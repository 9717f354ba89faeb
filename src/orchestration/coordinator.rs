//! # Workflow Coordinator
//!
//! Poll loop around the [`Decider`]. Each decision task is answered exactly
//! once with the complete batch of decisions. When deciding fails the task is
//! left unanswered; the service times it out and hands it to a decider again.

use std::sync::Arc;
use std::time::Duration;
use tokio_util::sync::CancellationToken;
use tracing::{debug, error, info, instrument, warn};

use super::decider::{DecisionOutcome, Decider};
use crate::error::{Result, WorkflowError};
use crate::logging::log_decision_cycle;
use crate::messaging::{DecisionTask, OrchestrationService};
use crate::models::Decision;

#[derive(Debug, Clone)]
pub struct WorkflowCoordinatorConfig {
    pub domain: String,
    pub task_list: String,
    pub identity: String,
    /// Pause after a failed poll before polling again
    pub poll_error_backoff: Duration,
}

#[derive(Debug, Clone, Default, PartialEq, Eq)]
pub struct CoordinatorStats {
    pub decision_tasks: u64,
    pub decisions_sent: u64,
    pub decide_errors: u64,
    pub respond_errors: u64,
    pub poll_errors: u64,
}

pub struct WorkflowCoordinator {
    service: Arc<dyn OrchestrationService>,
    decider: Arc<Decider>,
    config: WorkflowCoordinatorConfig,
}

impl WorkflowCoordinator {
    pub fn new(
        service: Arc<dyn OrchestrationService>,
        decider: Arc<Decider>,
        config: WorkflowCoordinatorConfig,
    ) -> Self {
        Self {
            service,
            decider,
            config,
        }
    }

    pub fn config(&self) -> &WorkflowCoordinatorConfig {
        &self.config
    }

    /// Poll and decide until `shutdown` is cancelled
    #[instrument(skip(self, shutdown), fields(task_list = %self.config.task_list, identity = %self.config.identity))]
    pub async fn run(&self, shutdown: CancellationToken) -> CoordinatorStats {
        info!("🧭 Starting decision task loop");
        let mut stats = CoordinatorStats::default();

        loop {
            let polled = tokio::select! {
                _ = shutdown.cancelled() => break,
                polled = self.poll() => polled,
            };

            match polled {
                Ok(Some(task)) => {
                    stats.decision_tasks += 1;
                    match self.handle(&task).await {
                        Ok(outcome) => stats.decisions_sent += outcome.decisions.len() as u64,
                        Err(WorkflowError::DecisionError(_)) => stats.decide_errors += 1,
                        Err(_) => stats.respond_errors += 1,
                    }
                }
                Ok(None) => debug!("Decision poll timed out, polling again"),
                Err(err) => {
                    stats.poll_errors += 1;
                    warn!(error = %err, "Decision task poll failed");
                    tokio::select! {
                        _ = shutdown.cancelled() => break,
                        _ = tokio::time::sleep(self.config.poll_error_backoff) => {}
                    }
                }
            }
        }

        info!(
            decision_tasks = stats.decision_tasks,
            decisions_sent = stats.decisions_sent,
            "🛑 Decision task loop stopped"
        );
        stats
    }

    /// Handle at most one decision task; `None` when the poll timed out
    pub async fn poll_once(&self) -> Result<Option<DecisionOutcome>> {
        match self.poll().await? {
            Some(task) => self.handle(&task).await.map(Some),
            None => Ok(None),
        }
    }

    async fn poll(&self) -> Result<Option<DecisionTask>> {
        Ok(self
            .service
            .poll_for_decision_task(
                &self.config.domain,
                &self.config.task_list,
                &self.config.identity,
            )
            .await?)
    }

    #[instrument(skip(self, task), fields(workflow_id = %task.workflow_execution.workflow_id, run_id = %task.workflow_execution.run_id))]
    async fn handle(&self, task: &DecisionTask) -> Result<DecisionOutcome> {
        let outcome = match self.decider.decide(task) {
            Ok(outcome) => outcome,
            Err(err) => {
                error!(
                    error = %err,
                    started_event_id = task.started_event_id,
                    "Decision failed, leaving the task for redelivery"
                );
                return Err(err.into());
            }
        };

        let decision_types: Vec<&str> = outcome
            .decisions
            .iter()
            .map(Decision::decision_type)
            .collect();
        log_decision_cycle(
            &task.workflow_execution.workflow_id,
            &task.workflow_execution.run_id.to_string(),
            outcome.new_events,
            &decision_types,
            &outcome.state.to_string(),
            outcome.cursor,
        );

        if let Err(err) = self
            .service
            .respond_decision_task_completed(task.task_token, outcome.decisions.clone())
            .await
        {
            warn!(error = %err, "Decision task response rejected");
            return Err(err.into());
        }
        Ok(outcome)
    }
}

--

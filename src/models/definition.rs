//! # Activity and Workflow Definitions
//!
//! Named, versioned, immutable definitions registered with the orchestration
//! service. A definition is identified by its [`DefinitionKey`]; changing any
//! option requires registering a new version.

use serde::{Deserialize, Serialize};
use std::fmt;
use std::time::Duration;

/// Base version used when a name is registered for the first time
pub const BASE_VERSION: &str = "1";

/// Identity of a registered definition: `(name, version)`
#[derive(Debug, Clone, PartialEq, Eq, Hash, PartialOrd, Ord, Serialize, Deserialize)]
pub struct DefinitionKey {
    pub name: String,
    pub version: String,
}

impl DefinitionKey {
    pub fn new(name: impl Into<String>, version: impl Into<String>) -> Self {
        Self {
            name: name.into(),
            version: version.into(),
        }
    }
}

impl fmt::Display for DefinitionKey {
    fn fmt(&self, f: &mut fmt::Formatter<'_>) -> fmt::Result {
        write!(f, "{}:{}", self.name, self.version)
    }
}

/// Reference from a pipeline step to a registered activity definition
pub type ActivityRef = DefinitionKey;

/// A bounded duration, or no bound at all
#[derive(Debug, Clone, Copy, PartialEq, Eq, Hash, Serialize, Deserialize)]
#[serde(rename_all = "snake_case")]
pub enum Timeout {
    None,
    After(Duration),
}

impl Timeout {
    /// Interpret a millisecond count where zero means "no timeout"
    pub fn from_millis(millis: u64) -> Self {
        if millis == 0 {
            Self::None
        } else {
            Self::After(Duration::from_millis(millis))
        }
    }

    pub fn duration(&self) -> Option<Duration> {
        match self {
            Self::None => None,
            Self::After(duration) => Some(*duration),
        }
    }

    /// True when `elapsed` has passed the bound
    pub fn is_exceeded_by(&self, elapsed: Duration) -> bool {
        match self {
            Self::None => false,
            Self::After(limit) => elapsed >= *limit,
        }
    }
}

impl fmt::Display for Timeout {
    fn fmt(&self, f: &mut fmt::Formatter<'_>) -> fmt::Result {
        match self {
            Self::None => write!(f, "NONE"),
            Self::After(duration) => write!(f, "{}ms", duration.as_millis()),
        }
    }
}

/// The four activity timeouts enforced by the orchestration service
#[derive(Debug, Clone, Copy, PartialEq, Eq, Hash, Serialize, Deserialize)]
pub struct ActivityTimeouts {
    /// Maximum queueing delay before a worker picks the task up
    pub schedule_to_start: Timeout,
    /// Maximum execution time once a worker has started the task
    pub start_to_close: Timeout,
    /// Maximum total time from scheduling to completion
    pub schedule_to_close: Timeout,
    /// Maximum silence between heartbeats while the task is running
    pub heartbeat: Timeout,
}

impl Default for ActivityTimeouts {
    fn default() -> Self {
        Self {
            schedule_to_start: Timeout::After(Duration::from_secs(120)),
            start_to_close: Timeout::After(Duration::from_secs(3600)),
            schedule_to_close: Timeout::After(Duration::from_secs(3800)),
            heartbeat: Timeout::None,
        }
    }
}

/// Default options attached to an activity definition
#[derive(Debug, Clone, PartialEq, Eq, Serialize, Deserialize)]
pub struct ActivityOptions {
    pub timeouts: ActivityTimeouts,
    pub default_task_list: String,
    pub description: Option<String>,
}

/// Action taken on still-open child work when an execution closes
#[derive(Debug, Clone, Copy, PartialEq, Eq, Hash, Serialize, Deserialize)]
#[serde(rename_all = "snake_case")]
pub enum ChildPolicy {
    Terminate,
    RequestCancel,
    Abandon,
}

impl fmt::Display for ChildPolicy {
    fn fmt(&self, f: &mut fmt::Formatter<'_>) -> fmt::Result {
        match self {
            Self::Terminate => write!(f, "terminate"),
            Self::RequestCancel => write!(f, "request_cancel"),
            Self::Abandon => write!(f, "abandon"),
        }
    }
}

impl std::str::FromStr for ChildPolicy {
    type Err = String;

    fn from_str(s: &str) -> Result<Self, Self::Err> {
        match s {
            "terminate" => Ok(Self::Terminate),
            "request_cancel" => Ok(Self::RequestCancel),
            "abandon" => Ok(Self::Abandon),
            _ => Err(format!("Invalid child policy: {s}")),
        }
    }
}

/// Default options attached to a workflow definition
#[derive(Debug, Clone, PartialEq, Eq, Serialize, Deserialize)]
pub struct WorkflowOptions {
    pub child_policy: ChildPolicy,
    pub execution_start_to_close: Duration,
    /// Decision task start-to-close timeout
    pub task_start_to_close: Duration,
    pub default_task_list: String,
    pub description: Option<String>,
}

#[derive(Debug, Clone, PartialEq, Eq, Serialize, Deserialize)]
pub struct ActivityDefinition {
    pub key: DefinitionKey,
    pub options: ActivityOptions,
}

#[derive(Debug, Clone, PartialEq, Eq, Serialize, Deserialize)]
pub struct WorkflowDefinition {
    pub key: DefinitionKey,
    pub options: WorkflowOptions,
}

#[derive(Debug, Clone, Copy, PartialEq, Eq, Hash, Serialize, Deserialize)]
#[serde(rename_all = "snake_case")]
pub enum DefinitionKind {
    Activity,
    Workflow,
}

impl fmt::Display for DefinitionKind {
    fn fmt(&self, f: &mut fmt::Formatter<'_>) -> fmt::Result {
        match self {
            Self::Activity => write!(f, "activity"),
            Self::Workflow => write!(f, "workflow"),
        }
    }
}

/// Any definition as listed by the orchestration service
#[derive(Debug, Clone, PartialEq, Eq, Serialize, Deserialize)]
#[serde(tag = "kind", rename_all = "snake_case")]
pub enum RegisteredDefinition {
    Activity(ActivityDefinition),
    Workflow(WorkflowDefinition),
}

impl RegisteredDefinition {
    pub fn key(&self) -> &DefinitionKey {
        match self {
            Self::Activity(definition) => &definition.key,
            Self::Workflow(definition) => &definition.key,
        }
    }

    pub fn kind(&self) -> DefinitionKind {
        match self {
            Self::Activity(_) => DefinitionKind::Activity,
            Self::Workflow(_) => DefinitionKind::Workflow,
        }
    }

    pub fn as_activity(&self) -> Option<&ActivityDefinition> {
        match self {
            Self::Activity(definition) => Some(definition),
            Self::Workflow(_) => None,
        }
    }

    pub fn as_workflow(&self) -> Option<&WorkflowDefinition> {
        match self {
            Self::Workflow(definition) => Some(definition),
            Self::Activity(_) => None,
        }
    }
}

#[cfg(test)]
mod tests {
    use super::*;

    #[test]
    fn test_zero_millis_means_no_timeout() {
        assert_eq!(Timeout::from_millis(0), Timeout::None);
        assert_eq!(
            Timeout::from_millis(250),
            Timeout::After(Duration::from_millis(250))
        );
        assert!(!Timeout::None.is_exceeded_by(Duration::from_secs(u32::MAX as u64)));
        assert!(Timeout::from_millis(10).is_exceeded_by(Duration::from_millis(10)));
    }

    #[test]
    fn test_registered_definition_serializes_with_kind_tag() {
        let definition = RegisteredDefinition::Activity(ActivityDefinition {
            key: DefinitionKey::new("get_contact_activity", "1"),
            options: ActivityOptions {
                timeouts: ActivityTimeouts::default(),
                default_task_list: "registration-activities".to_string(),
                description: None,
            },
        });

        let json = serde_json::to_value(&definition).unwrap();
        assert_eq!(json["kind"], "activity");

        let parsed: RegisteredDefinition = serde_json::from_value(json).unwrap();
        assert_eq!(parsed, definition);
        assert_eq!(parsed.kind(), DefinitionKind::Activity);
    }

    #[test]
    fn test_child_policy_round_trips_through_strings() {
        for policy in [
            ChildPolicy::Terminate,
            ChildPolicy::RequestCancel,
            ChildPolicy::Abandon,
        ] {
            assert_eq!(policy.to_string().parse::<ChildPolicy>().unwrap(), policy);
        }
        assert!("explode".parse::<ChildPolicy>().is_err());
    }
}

==

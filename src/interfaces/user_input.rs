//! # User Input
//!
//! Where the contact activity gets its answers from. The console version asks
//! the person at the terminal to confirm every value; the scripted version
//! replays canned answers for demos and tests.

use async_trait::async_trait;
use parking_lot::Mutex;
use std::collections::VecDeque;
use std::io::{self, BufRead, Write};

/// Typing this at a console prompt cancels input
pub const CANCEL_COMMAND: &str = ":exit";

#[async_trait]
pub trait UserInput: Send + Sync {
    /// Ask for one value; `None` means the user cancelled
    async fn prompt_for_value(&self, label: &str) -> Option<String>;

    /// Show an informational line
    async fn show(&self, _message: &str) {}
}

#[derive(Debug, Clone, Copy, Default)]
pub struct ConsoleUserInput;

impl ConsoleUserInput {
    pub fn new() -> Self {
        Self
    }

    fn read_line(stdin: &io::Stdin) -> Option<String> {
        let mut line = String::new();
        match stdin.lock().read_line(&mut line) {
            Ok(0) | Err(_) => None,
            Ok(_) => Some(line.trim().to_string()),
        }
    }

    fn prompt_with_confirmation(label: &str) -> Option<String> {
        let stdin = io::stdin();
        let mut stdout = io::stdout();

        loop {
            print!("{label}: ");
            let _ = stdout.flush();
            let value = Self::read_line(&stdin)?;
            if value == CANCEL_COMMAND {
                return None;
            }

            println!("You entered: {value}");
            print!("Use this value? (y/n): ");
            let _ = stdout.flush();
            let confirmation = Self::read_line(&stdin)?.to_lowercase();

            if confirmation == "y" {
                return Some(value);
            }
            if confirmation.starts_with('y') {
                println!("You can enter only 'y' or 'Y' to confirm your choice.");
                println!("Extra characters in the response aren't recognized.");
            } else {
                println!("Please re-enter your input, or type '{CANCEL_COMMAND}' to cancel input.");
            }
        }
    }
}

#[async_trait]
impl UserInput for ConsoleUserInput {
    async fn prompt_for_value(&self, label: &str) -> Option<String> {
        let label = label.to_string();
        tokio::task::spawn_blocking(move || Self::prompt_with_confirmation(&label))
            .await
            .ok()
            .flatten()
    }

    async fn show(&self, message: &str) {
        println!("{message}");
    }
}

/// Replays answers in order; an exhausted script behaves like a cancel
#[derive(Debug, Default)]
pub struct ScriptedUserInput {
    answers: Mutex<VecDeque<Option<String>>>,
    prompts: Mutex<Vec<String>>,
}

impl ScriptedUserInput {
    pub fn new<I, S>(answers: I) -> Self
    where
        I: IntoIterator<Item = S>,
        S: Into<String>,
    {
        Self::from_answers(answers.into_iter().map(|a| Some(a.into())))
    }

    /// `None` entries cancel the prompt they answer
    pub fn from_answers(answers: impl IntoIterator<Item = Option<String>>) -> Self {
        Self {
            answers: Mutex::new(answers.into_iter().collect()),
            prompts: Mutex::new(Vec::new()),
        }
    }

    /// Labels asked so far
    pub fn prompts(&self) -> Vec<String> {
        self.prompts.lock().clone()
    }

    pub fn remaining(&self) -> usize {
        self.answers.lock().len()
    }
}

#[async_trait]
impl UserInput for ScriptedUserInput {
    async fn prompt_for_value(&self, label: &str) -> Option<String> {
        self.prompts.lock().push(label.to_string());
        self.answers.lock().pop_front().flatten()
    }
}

→ **Exercise objective**
Here the job is to set down exactly the lines of the material above that fall between the one with "and Workflow Definitions" and the one with "pub const BASE_VERSION: &str", inclusive, and nothing beyond them.

→ **Solved exercise**
//! # Activity and Workflow Definitions
//!
//! Named, versioned, immutable definitions registered with the orchestration
//! service. A definition is identified by its [`DefinitionKey`]; changing any
//! option requires registering a new version.

use serde::{Deserialize, Serialize};
use std::fmt;
use std::time::Duration;

/// Base version used when a name is registered for the first time
pub const BASE_VERSION: &str = "1";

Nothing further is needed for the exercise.